What I liked about the movie was that it was the portrayal of early Alzheimer’s.  He wasn’t bed-ridden or violent or funny or in any way over-the-top.  In most media portrayals, there’s little sense that much of the person is unaffected after the diagnosis.  Here he was a real person struggling with what was happening to him.  Also interesting was that his shifts between normal ability and impairment were complete about-faces: one minute fine, the next into bizarre behavior or speech.  The portrayal of the disease was richer; it gave me another picture of what lies ahead.

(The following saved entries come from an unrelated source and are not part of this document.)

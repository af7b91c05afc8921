//! OpenAPI documentation for the admin and cron surface.

use utoipa::openapi::security::{HttpAuthScheme, HttpBuilder, SecurityScheme};
use utoipa::{Modify, OpenApi};

use super::dto::{
    AdminArticleResponse, AdminBannerResponse, AdminFeedResponse, ArchiveRequest, CategoryResponse,
    CleanRepositoryRequest, CleanupReportResponse, CreateBannerRequest, CreateCategoryRequest,
    CreateFeedRequest, FeedEntryPreview, FeedSyncResponse, FeedTestResponse, FeedUrlRequest,
    FeedVerifyResponse, HighlightRequest, PaginationMeta, SetCategoryRequest, SyncFailureResponse,
    SyncReportResponse, UpdateBannerRequest, UpdateCategoryRequest, UpdateFeedRequest,
};
use super::handlers::{admin, cron};

/// OpenAPI document for the bhub API.
#[derive(OpenApi)]
#[openapi(
    paths(
        admin::admin_list_feeds,
        admin::admin_create_feed,
        admin::admin_sync_feed,
        admin::admin_test_feed,
        admin::admin_verify_feed,
        admin::admin_sync_all,
        admin::admin_clean_repository,
        admin::admin_list_articles,
        admin::admin_highlight_article,
        admin::admin_create_category,
        admin::admin_list_banners,
        admin::admin_create_banner,
        cron::cron_sync,
        cron::cron_clean,
    ),
    components(schemas(
        AdminArticleResponse,
        AdminBannerResponse,
        AdminFeedResponse,
        ArchiveRequest,
        CategoryResponse,
        CleanRepositoryRequest,
        CleanupReportResponse,
        CreateBannerRequest,
        CreateCategoryRequest,
        CreateFeedRequest,
        FeedEntryPreview,
        FeedSyncResponse,
        FeedTestResponse,
        FeedUrlRequest,
        FeedVerifyResponse,
        HighlightRequest,
        PaginationMeta,
        SetCategoryRequest,
        SyncFailureResponse,
        SyncReportResponse,
        UpdateBannerRequest,
        UpdateCategoryRequest,
        UpdateFeedRequest,
    )),
    modifiers(&SecurityAddon),
    tags(
        (name = "admin", description = "Feed management, curation and cleanup"),
        (name = "cron", description = "Scheduler-driven jobs")
    )
)]
pub struct ApiDoc;

struct SecurityAddon;

impl Modify for SecurityAddon {
    fn modify(&self, openapi: &mut utoipa::openapi::OpenApi) {
        if let Some(components) = openapi.components.as_mut() {
            components.add_security_scheme(
                "bearer_auth",
                SecurityScheme::Http(
                    HttpBuilder::new()
                        .scheme(HttpAuthScheme::Bearer)
                        .bearer_format("JWT")
                        .build(),
                ),
            );
        }
    }
}
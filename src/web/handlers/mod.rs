//! API handlers for bhub.

pub mod admin;
pub mod articles;
pub mod auth;
pub mod banners;
pub mod categories;
pub mod cron;
pub mod feeds;

pub use auth::{login, logout, me, refresh};

use jsonwebtoken::EncodingKey;
use std::sync::Arc;

use crate::config::Config;
use crate::db::{Database, Role};
use crate::feed::FeedFetcher;
use crate::similarity::EmbeddingProvider;
use crate::web::error::ApiError;
use crate::web::middleware::JwtClaims;

/// Thread-safe database handle shared across handlers.
pub type SharedDatabase = Arc<Database>;

/// Application state shared across handlers.
#[derive(Clone)]
pub struct AppState {
    /// Database handle.
    pub db: SharedDatabase,
    /// JWT encoding key.
    pub encoding_key: EncodingKey,
    /// Access token expiry in seconds.
    pub access_token_expiry: u64,
    /// Refresh token expiry in days.
    pub refresh_token_expiry: u64,
    /// Shared secret for cron endpoints (empty disables them).
    pub cron_secret: String,
    /// Maximum entries ingested per feed per sync.
    pub max_items_per_feed: usize,
    /// Default retention horizon in days.
    pub retention_days: i64,
    /// Default cleanup mode: archive instead of delete.
    pub retention_archives: bool,
    /// Candidate pool size for similarity ranking.
    pub similarity_candidates: usize,
    /// Shared feed fetcher.
    pub fetcher: Arc<FeedFetcher>,
    /// Optional embedding provider.
    pub embedder: Option<Arc<dyn EmbeddingProvider>>,
}

impl AppState {
    /// Create application state from configuration.
    pub fn new(db: SharedDatabase, config: &Config, fetcher: Arc<FeedFetcher>) -> Self {
        Self {
            db,
            encoding_key: EncodingKey::from_secret(config.auth.jwt_secret.as_bytes()),
            access_token_expiry: config.auth.access_token_expiry_secs,
            refresh_token_expiry: config.auth.refresh_token_expiry_days,
            cron_secret: config.cron.secret.clone(),
            max_items_per_feed: config.sync.max_items_per_feed,
            retention_days: config.retention.days,
            retention_archives: config.retention.archive_instead_of_delete,
            similarity_candidates: config.embedding.similarity_candidates,
            fetcher,
            embedder: None,
        }
    }

    /// Attach an embedding provider.
    pub fn with_embedder(mut self, embedder: Arc<dyn EmbeddingProvider>) -> Self {
        self.embedder = Some(embedder);
        self
    }

    /// Generate an access token for a user.
    pub fn generate_access_token(
        &self,
        user_id: i64,
        username: &str,
        role: &Role,
    ) -> Result<String, ApiError> {
        let now = chrono::Utc::now().timestamp() as u64;
        let claims = JwtClaims {
            sub: user_id,
            username: username.to_string(),
            role: role.as_str().to_string(),
            iat: now,
            exp: now + self.access_token_expiry,
            jti: uuid::Uuid::new_v4().to_string(),
        };

        jsonwebtoken::encode(&jsonwebtoken::Header::default(), &claims, &self.encoding_key)
            .map_err(|e| {
                tracing::error!("Failed to encode JWT: {}", e);
                ApiError::internal("Failed to generate token")
            })
    }

    /// Generate an opaque refresh token.
    pub fn generate_refresh_token(&self) -> String {
        uuid::Uuid::new_v4().to_string()
    }
}
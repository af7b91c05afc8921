//! Banner ad types for bhub.

/// A banner ad with a display window and rotation priority.
#[derive(Debug, Clone, sqlx::FromRow)]
pub struct Banner {
    /// Banner ID.
    pub id: i64,
    /// Internal title.
    pub title: String,
    /// Image URL.
    pub image_url: String,
    /// Click-through target URL.
    pub target_url: Option<String>,
    /// Placement slot (e.g. "header", "sidebar", "footer").
    pub position: String,
    /// Start of the display window (storage format).
    pub starts_at: String,
    /// End of the display window (storage format).
    pub ends_at: String,
    /// Rotation priority (higher first).
    pub priority: i32,
    /// Number of recorded clicks.
    pub click_count: i64,
    /// Whether the banner participates in rotation.
    pub is_active: bool,
    /// Creation timestamp.
    pub created_at: String,
}

/// New banner for creation.
#[derive(Debug, Clone)]
pub struct NewBanner {
    /// Internal title.
    pub title: String,
    /// Image URL.
    pub image_url: String,
    /// Click-through target URL.
    pub target_url: Option<String>,
    /// Placement slot.
    pub position: String,
    /// Start of the display window.
    pub starts_at: String,
    /// End of the display window.
    pub ends_at: String,
    /// Rotation priority.
    pub priority: i32,
}

impl NewBanner {
    /// Create a new banner.
    pub fn new(
        title: impl Into<String>,
        image_url: impl Into<String>,
        position: impl Into<String>,
        starts_at: impl Into<String>,
        ends_at: impl Into<String>,
    ) -> Self {
        Self {
            title: title.into(),
            image_url: image_url.into(),
            target_url: None,
            position: position.into(),
            starts_at: starts_at.into(),
            ends_at: ends_at.into(),
            priority: 0,
        }
    }

    /// Set the click-through target.
    pub fn with_target_url(mut self, url: impl Into<String>) -> Self {
        self.target_url = Some(url.into());
        self
    }

    /// Set the rotation priority.
    pub fn with_priority(mut self, priority: i32) -> Self {
        self.priority = priority;
        self
    }
}

/// Banner update request.
#[derive(Debug, Clone, Default)]
pub struct BannerUpdate {
    /// New title.
    pub title: Option<String>,
    /// New image URL.
    pub image_url: Option<String>,
    /// New target URL.
    pub target_url: Option<Option<String>>,
    /// New placement slot.
    pub position: Option<String>,
    /// New display window start.
    pub starts_at: Option<String>,
    /// New display window end.
    pub ends_at: Option<String>,
    /// New priority.
    pub priority: Option<i32>,
    /// New active flag.
    pub is_active: Option<bool>,
}

impl BannerUpdate {
    /// Create an empty update.
    pub fn new() -> Self {
        Self::default()
    }

    /// Check if the update is empty.
    pub fn is_empty(&self) -> bool {
        self.title.is_none()
            && self.image_url.is_none()
            && self.target_url.is_none()
            && self.position.is_none()
            && self.starts_at.is_none()
            && self.ends_at.is_none()
            && self.priority.is_none()
            && self.is_active.is_none()
    }
}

Saturday, December 01, 2012

"Stunned"

Several weeks ago, Dawn Longenecker, who supervises the Disciples House interns, asked me to come in mid January to do a presentation for the interns.  I felt I needed to let her know there would be some uncertainty about my future capabilities.  She, of course, expressed her concern and caring.  Several days ago, she wrote me an email about some unrelated issue and then wrote, “I continue to be stunned about the news about your health.”  “Stunned!”  That word expresses what I would like to hear from people.  It’s what I feel is often missing in others’ reactions; it’s why I was so grateful for Carol’s and my children’s responses. 
Intellectually, of course, I know my expectations are not only silly but unfair.  I can’t expect other people to have any particular reaction, to find the exact word I’d like, or to express it immediately … or ever.  I know how deeply they care for me and how little the form of their reaction has to do with their love and concern.  Nevertheless, my emotional sense of incompleteness from others’ reactions has been part of the swirling mix of feelings as I try to accept this new reality.